Start of Block

use chrono::{DateTime, Datelike, Duration, NaiveDate, Utc, Weekday};
use serde::{Deserialize, Serialize};
use std::fmt;
use std::str::FromStr;

use super::interval::Interval;
use crate::error::{Result, ShiftdeskError};

/// Lifecycle state. One-way: DRAFT → PUBLISHED.
#[derive(Debug, Clone, Copy, PartialEq, Eq, Serialize, Deserialize)]
#[serde(rename_all = "UPPERCASE")]
pub enum ScheduleStatus {
    Draft,
    Published,
}

impl ScheduleStatus {
    pub fn as_str(&self) -> &'static str {
        match self {
            ScheduleStatus::Draft => "DRAFT",
            ScheduleStatus::Published => "PUBLISHED",
        }
    }
}

impl fmt::Display for ScheduleStatus {
    fn fmt(&self, f: &mut fmt::Formatter<'_>) -> fmt::Result {
        f.write_str(self.as_str())
    }
}

impl FromStr for ScheduleStatus {
    type Err = ShiftdeskError;

    fn from_str(s: &str) -> Result<Self> {
        match s {
            "DRAFT" => Ok(ScheduleStatus::Draft),
            "PUBLISHED" => Ok(ScheduleStatus::Published),
            other => Err(ShiftdeskError::validation(format!(
                "unknown schedule status '{other}'"
            ))),
        }
    }
}

/// Per-schedule display settings and slot defaults.
#[derive(Debug, Clone, PartialEq, Serialize, Deserialize)]
pub struct ScheduleSettings {
    #[serde(default = "default_start_hour")]
    pub visible_start_hour: u32,
    #[serde(default = "default_end_hour")]
    pub visible_end_hour: u32,
    #[serde(default = "all_days")]
    pub visible_days: Vec<Weekday>,
    /// Restrict offered workers to these groups.
    #[serde(default)]
    pub group_ids: Option<Vec<String>>,
    #[serde(default)]
    pub default_min_count: Option<u32>,
    #[serde(default)]
    pub default_max_count: Option<u32>,
    #[serde(default = "default_slot_minutes")]
    pub default_slot_minutes: u32,
}

fn default_start_hour() -> u32 { 6 }
fn default_end_hour() -> u32 { 22 }
fn default_slot_minutes() -> u32 { 480 }
fn all_days() -> Vec<Weekday> {
    vec![
        Weekday::Mon,
        Weekday::Tue,
        Weekday::Wed,
        Weekday::Thu,
        Weekday::Fri,
        Weekday::Sat,
        Weekday::Sun,
    ]
}

impl Default for ScheduleSettings {
    fn default() -> Self {
        Self {
            visible_start_hour: default_start_hour(),
            visible_end_hour: default_end_hour(),
            visible_days: all_days(),
            group_ids: None,
            default_min_count: None,
            default_max_count: None,
            default_slot_minutes: default_slot_minutes(),
        }
    }
}

impl ScheduleSettings {
    pub fn validate(&self) -> Result<()> {
        if self.visible_end_hour > 24 || self.visible_start_hour >= self.visible_end_hour {
            return Err(ShiftdeskError::validation(format!(
                "visible hour range {}..{} is invalid",
                self.visible_start_hour, self.visible_end_hour
            )));
        }
        if self.default_slot_minutes == 0 {
            return Err(ShiftdeskError::validation("default slot duration must be positive"));
        }
        if let (Some(min), Some(max)) = (self.default_min_count, self.default_max_count) {
            if min > max {
                return Err(ShiftdeskError::validation(format!(
                    "default min count {min} exceeds default max count {max}"
                )));
            }
        }
        Ok(())
    }
}

/// Weekly container of slots.
#[derive(Debug, Clone, PartialEq, Serialize, Deserialize)]
pub struct Schedule {
    pub id: String,
    pub org_id: String,
    /// Always a Monday.
    pub week_start: NaiveDate,
    pub name: String,
    pub status: ScheduleStatus,
    pub settings: ScheduleSettings,
    pub created_at: DateTime<Utc>,
    pub updated_at: DateTime<Utc>,
}

impl Schedule {
    /// Last day of the week, inclusive.
    pub fn week_end(&self) -> NaiveDate {
        self.week_start + Duration::days(6)
    }

    /// Whether `interval` starts on one of this schedule's seven days.
    pub fn covers(&self, interval: &Interval) -> bool {
        let day = interval.start.date();
        self.week_start <= day && day <= self.week_end()
    }

    /// `Validation` error unless [`Schedule::covers`] holds.
    pub fn ensure_covers(&self, interval: &Interval) -> Result<()> {
        if self.covers(interval) {
            Ok(())
        } else {
            Err(ShiftdeskError::validation(format!(
                "{} starts outside the week {} to {}",
                interval.start,
                self.week_start,
                self.week_end()
            )))
        }
    }
}

/// "Week of Jun 03 – Jun 09, 2024"
pub fn derive_schedule_name(week_start: NaiveDate) -> String {
    let end = week_start + Duration::days(6);
    format!(
        "Week of {} – {}, {}",
        week_start.format("%b %d"),
        end.format("%b %d"),
        end.year()
    )
}

/// Headcount bounds for a slot.
#[derive(Debug, Clone, Copy, PartialEq, Eq, Serialize, Deserialize)]
pub struct SlotCounts {
    pub required: u32,
    #[serde(default)]
    pub min: Option<u32>,
    #[serde(default)]
    pub max: Option<u32>,
}

impl SlotCounts {
    pub fn validate(&self) -> Result<()> {
        if self.required < 1 {
            return Err(ShiftdeskError::validation("required count must be at least 1"));
        }
        if let (Some(min), Some(max)) = (self.min, self.max) {
            if min > max {
                return Err(ShiftdeskError::validation(format!(
                    "min count {min} exceeds max count {max}"
                )));
            }
        }
        Ok(())
    }
}

/// A bookable time window inside a schedule.
#[derive(Debug, Clone, PartialEq, Serialize, Deserialize)]
pub struct Slot {
    pub id: String,
    pub schedule_id: String,
    pub interval: Interval,
    #[serde(default)]
    pub position: Option<String>,
    pub counts: SlotCounts,
    pub created_at: DateTime<Utc>,
}

/// Input for slot creation. Missing min/max fall back to schedule defaults.
#[derive(Debug, Clone, PartialEq, Serialize, Deserialize)]
pub struct NewSlot {
    pub schedule_id: String,
    pub interval: Interval,
    #[serde(default)]
    pub position: Option<String>,
    #[serde(default = "one")]
    pub required_count: u32,
    #[serde(default)]
    pub min_count: Option<u32>,
    #[serde(default)]
    pub max_count: Option<u32>,
}

fn one() -> u32 {
    1
}

/// A (slot, employee) link.
#[derive(Debug, Clone, PartialEq, Serialize, Deserialize)]
pub struct Assignment {
    pub id: String,
    pub slot_id: String,
    pub employee_id: String,
    /// Ordinal among concurrent occupants of the same slot.
    pub slot_index: u32,
    pub created_at: DateTime<Utc>,
}

/// A slot with its occupants ordered by `slot_index`.
#[derive(Debug, Clone, PartialEq, Serialize, Deserialize)]
pub struct SlotWithAssignments {
    pub slot: Slot,
    pub assignments: Vec<Assignment>,
}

End of Block

• Problem description:
Give the data again in full, keeping every line as it was.

• The answer:
use chrono::{DateTime, Datelike, Duration, NaiveDate, Utc, Weekday};
use serde::{Deserialize, Serialize};
use std::fmt;
use std::str::FromStr;

use super::interval::Interval;
use crate::error::{Result, ShiftdeskError};

/// Lifecycle state. One-way: DRAFT → PUBLISHED.
#[derive(Debug, Clone, Copy, PartialEq, Eq, Serialize, Deserialize)]
#[serde(rename_all = "UPPERCASE")]
pub enum ScheduleStatus {
    Draft,
    Published,
}

impl ScheduleStatus {
    pub fn as_str(&self) -> &'static str {
        match self {
            ScheduleStatus::Draft => "DRAFT",
            ScheduleStatus::Published => "PUBLISHED",
        }
    }
}

impl fmt::Display for ScheduleStatus {
    fn fmt(&self, f: &mut fmt::Formatter<'_>) -> fmt::Result {
        f.write_str(self.as_str())
    }
}

impl FromStr for ScheduleStatus {
    type Err = ShiftdeskError;

    fn from_str(s: &str) -> Result<Self> {
        match s {
            "DRAFT" => Ok(ScheduleStatus::Draft),
            "PUBLISHED" => Ok(ScheduleStatus::Published),
            other => Err(ShiftdeskError::validation(format!(
                "unknown schedule status '{other}'"
            ))),
        }
    }
}

/// Per-schedule display settings and slot defaults.
#[derive(Debug, Clone, PartialEq, Serialize, Deserialize)]
pub struct ScheduleSettings {
    #[serde(default = "default_start_hour")]
    pub visible_start_hour: u32,
    #[serde(default = "default_end_hour")]
    pub visible_end_hour: u32,
    #[serde(default = "all_days")]
    pub visible_days: Vec<Weekday>,
    /// Restrict offered workers to these groups.
    #[serde(default)]
    pub group_ids: Option<Vec<String>>,
    #[serde(default)]
    pub default_min_count: Option<u32>,
    #[serde(default)]
    pub default_max_count: Option<u32>,
    #[serde(default = "default_slot_minutes")]
    pub default_slot_minutes: u32,
}

fn default_start_hour() -> u32 { 6 }
fn default_end_hour() -> u32 { 22 }
fn default_slot_minutes() -> u32 { 480 }
fn all_days() -> Vec<Weekday> {
    vec![
        Weekday::Mon,
        Weekday::Tue,
        Weekday::Wed,
        Weekday::Thu,
        Weekday::Fri,
        Weekday::Sat,
        Weekday::Sun,
    ]
}

impl Default for ScheduleSettings {
    fn default() -> Self {
        Self {
            visible_start_hour: default_start_hour(),
            visible_end_hour: default_end_hour(),
            visible_days: all_days(),
            group_ids: None,
            default_min_count: None,
            default_max_count: None,
            default_slot_minutes: default_slot_minutes(),
        }
    }
}

impl ScheduleSettings {
    pub fn validate(&self) -> Result<()> {
        if self.visible_end_hour > 24 || self.visible_start_hour >= self.visible_end_hour {
            return Err(ShiftdeskError::validation(format!(
                "visible hour range {}..{} is invalid",
                self.visible_start_hour, self.visible_end_hour
            )));
        }
        if self.default_slot_minutes == 0 {
            return Err(ShiftdeskError::validation("default slot duration must be positive"));
        }
        if let (Some(min), Some(max)) = (self.default_min_count, self.default_max_count) {
            if min > max {
                return Err(ShiftdeskError::validation(format!(
                    "default min count {min} exceeds default max count {max}"
                )));
            }
        }
        Ok(())
    }
}

/// Weekly container of slots.
#[derive(Debug, Clone, PartialEq, Serialize, Deserialize)]
pub struct Schedule {
    pub id: String,
    pub org_id: String,
    /// Always a Monday.
    pub week_start: NaiveDate,
    pub name: String,
    pub status: ScheduleStatus,
    pub settings: ScheduleSettings,
    pub created_at: DateTime<Utc>,
    pub updated_at: DateTime<Utc>,
}

impl Schedule {
    /// Last day of the week, inclusive.
    pub fn week_end(&self) -> NaiveDate {
        self.week_start + Duration::days(6)
    }

    /// Whether `interval` starts on one of this schedule's seven days.
    pub fn covers(&self, interval: &Interval) -> bool {
        let day = interval.start.date();
        self.week_start <= day && day <= self.week_end()
    }

    /// `Validation` error unless [`Schedule::covers`] holds.
    pub fn ensure_covers(&self, interval: &Interval) -> Result<()> {
        if self.covers(interval) {
            Ok(())
        } else {
            Err(ShiftdeskError::validation(format!(
                "{} starts outside the week {} to {}",
                interval.start,
                self.week_start,
                self.week_end()
            )))
        }
    }
}

/// "Week of Jun 03 – Jun 09, 2024"
pub fn derive_schedule_name(week_start: NaiveDate) -> String {
    let end = week_start + Duration::days(6);
    format!(
        "Week of {} – {}, {}",
        week_start.format("%b %d"),
        end.format("%b %d"),
        end.year()
    )
}

/// Headcount bounds for a slot.
#[derive(Debug, Clone, Copy, PartialEq, Eq, Serialize, Deserialize)]
pub struct SlotCounts {
    pub required: u32,
    #[serde(default)]
    pub min: Option<u32>,
    #[serde(default)]
    pub max: Option<u32>,
}

impl SlotCounts {
    pub fn validate(&self) -> Result<()> {
        if self.required < 1 {
            return Err(ShiftdeskError::validation("required count must be at least 1"));
        }
        if let (Some(min), Some(max)) = (self.min, self.max) {
            if min > max {
                return Err(ShiftdeskError::validation(format!(
                    "min count {min} exceeds max count {max}"
                )));
            }
        }
        Ok(())
    }
}

/// A bookable time window inside a schedule.
#[derive(Debug, Clone, PartialEq, Serialize, Deserialize)]
pub struct Slot {
    pub id: String,
    pub schedule_id: String,
    pub interval: Interval,
    #[serde(default)]
    pub position: Option<String>,
    pub counts: SlotCounts,
    pub created_at: DateTime<Utc>,
}

/// Input for slot creation. Missing min/max fall back to schedule defaults.
#[derive(Debug, Clone, PartialEq, Serialize, Deserialize)]
pub struct NewSlot {
    pub schedule_id: String,
    pub interval: Interval,
    #[serde(default)]
    pub position: Option<String>,
    #[serde(default = "one")]
    pub required_count: u32,
    #[serde(default)]
    pub min_count: Option<u32>,
    #[serde(default)]
    pub max_count: Option<u32>,
}

fn one() -> u32 {
    1
}

/// A (slot, employee) link.
#[derive(Debug, Clone, PartialEq, Serialize, Deserialize)]
pub struct Assignment {
    pub id: String,
    pub slot_id: String,
    pub employee_id: String,
    /// Ordinal among concurrent occupants of the same slot.
    pub slot_index: u32,
    pub created_at: DateTime<Utc>,
}

/// A slot with its occupants ordered by `slot_index`.
#[derive(Debug, Clone, PartialEq, Serialize, Deserialize)]
pub struct SlotWithAssignments {
    pub slot: Slot,
    pub assignments: Vec<Assignment>,
}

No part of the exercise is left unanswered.